# What did I do wrong? 5 of 6 Brichardi dead.



## brcollins1 (May 10, 2009)

New user here, I'd appreciate any help figuring out where I messed up in setting up my new tank and killing 5 cichlids so far...

I decided to set up a 29 gal tank for my 13 month old son's viewing pleasure... I had a freshwater tank in college and kept the same fish for years. I was just getting into cichlids when work precluded me from keeping fish back in 2002. Now, I'm back at it, and I'm even more careful than before regarding chemistry, etc., and doing things 'right'.

I decided to set up this 29 gal as a Neolamprologus brichardi species tank with live plants (Java Fern, Anub. only). I began the process of a 'fishless cycle' back in March. After 6 weeks the cycle was complete. Plants were added around 4 weeks and have been doing fine. All indications from reading about fishless cycles are that you can 'fully stock' once the cycle is complete.

I tested the Ammonia, High range Ph, Nitrite, and Nitrate each week. The ammonia spiked, the nitrite then spiked, and then all fell to 0 ppm with Ph holding steady at 8.2.

There's also an air bubble strip, new filter (Emperor), and the heater works fine- holding tank temp steady at 78 deg F.

The only chemicals I added during the fishless cycle were Stresszyme and Stresscoat on a weekly basis. I've also added API's liquid plant food on a weekly basis.

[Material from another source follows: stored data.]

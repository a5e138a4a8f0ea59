//! Bogenlängen-Tabelle (LUT) und Umkehrung Distanz → Kurvenparameter.

use super::bezier;
use crate::shared::options::ARC_LENGTH_SAMPLES;
use glam::Vec3;

/// Kumulierte Bogenlängen an `sample_count + 1` gleichmäßigen Parameterwerten.
///
/// Eintrag `i` gehört zu `t = i / sample_count`. Der erste Eintrag ist 0,
/// die Folge ist monoton nicht fallend. Wird bei jedem Sampling-Aufruf neu
/// aufgebaut und nie zwischengespeichert.
#[derive(Debug, Clone, PartialEq)]
pub struct ArcLengthTable {
    lengths: Vec<f32>,
}

impl ArcLengthTable {
    /// Baut die Tabelle mit der Standard-Stützstellenzahl (1000).
    pub fn build(points: &[Vec3]) -> Self {
        Self::with_samples(points, ARC_LENGTH_SAMPLES)
    }

    /// Baut die Tabelle mit `sample_count` Intervallen (mindestens 1).
    pub fn with_samples(points: &[Vec3], sample_count: usize) -> Self {
        let sample_count = sample_count.max(1);
        let mut lengths = Vec::with_capacity(sample_count + 1);
        let mut prev = bezier::position(points, 0.0);
        let mut cumulative = 0.0f32;
        lengths.push(0.0);
        for i in 1..=sample_count {
            let p = bezier::position(points, i as f32 / sample_count as f32);
            cumulative += prev.distance(p);
            lengths.push(cumulative);
            prev = p;
        }
        Self { lengths }
    }

    /// Gesamtlänge der Kurve (letzter Eintrag).
    pub fn total_length(&self) -> f32 {
        self.lengths.last().copied().unwrap_or(0.0)
    }

    /// Anzahl der Intervalle.
    pub fn sample_count(&self) -> usize {
        self.lengths.len() - 1
    }

    /// Kumulierte Längen.
    pub fn lengths(&self) -> &[f32] {
        &self.lengths
    }

    /// Kurvenparameter des Tabelleneintrags `index`.
    pub fn t_at_index(&self, index: usize) -> f32 {
        index as f32 / self.sample_count() as f32
    }

    /// Kurvenparameter `t` für eine Distanz entlang der Kurve.
    ///
    /// Die Distanz wird auf [0, Gesamtlänge] geklemmt; an den Grenzen wird
    /// exakt 0 bzw. 1 geliefert. Dazwischen: erster Eintrag ≥ Distanz per
    /// binärer Suche, dann lineare Interpolation zum Vorgänger. Eine Kurve
    /// der Länge 0 liefert immer 0.
    pub fn distance_to_t(&self, distance: f32) -> f32 {
        let total = self.total_length();
        if total <= 0.0 || distance.is_nan() || distance <= 0.0 {
            return 0.0;
        }
        if distance >= total {
            return 1.0;
        }

        let last = self.sample_count();
        let idx = self
            .lengths
            .partition_point(|&len| len < distance)
            .clamp(1, last);

        let len_before = self.lengths[idx - 1];
        let len_after = self.lengths[idx];
        let span = len_after - len_before;
        let frac = if span > 0.0 {
            ((distance - len_before) / span).clamp(0.0, 1.0)
        } else {
            0.0
        };

        ((idx - 1) as f32 + frac) / last as f32
    }

    /// Kurvenposition bei einer Distanz entlang der Kurve.
    pub fn position_at_distance(&self, points: &[Vec3], distance: f32) -> Vec3 {
        bezier::position(points, self.distance_to_t(distance))
    }
}
use bezier_lane_kernel::{ArcLengthTable, ControlPoints, LaneSampler, StripMesh};
use criterion::{BenchmarkId, Criterion, criterion_group, criterion_main};
use glam::Vec3;
use std::hint::black_box;

fn build_control_points(count: usize) -> ControlPoints {
    let points = (0..count)
        .map(|i| {
            let f = i as f32;
            Vec3::new(f * 25.0, (f * 0.7).sin() * 2.0, (f * 1.3).cos() * 30.0)
        })
        .collect();
    ControlPoints::new(points).expect("Kontrollpunkte ungültig")
}

fn bench_arc_length_table(c: &mut Criterion) {
    let mut group = c.benchmark_group("arc_length_table");

    for &count in &[2usize, 4, 10] {
        let points = build_control_points(count);
        group.bench_with_input(BenchmarkId::new("build", count), &points, |b, points| {
            b.iter(|| {
                let table = ArcLengthTable::build(black_box(points.as_slice()));
                black_box(table.total_length())
            })
        });
    }

    group.finish();
}

fn bench_lane_sampling(c: &mut Criterion) {
    let points = build_control_points(4);
    let sampler = LaneSampler::default();

    c.bench_function("lanes_by_distance_1m", |b| {
        b.iter(|| {
            let lanes = sampler
                .by_distance(black_box(&points), 4.0, 1.0)
                .expect("Sampling fehlgeschlagen");
            black_box(lanes.len())
        })
    });
}

fn bench_strip_mesh(c: &mut Criterion) {
    let points = build_control_points(6);
    let lanes = LaneSampler::default()
        .by_count(&points, 4.0, 512)
        .expect("Sampling fehlgeschlagen");

    c.bench_function("strip_mesh_512", |b| {
        b.iter(|| {
            let mesh = StripMesh::from_lanes(black_box(&lanes)).expect("Mesh fehlgeschlagen");
            black_box(mesh.triangle_count())
        })
    });
}

criterion_group!(
    benches,
    bench_arc_length_table,
    bench_lane_sampling,
    bench_strip_mesh
);
criterion_main!(benches);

The time was right (or so I thought) to add fish. The tank had no fish prior to this (which is the point of a fishless cycle). I purchased 6 Neolamprologus brichardi direct from a hatchery source (livefishdirect.com). When they arrived yesterday (overnight shipping), they seemed fine in the bag. They were all together and they appeared healthy. I put the bag in the tank and let it float for 1 hour to get the water temps even. I then netted each Brichardi one at a time and released them in the tank (this was yesterday). They appeared to gasp for air within 2 hours, which I did not understand. The local PetSmart was not much help. They suggested a 25% water change (but Nitrates were low, so..). I did the water change anyway as suggested and added more stresscoat and stresszyme. By the next morning, 3 of them died. Then 2 more by noon today. 1 is still hanging on, but I wouldn't be surprised at this point to lose them all.

Extremely frustrating. What did I fail to check / do? And where do I go from here? I thought Brichardi were easy- should I try something else first?

Thanks for reading and for any suggestions.

Here are some pics of the tank prior to killing a bunch of Brichardi:


----------



## triscuit (May 6, 2005)

I'm sorry for your losses... that's a tough break.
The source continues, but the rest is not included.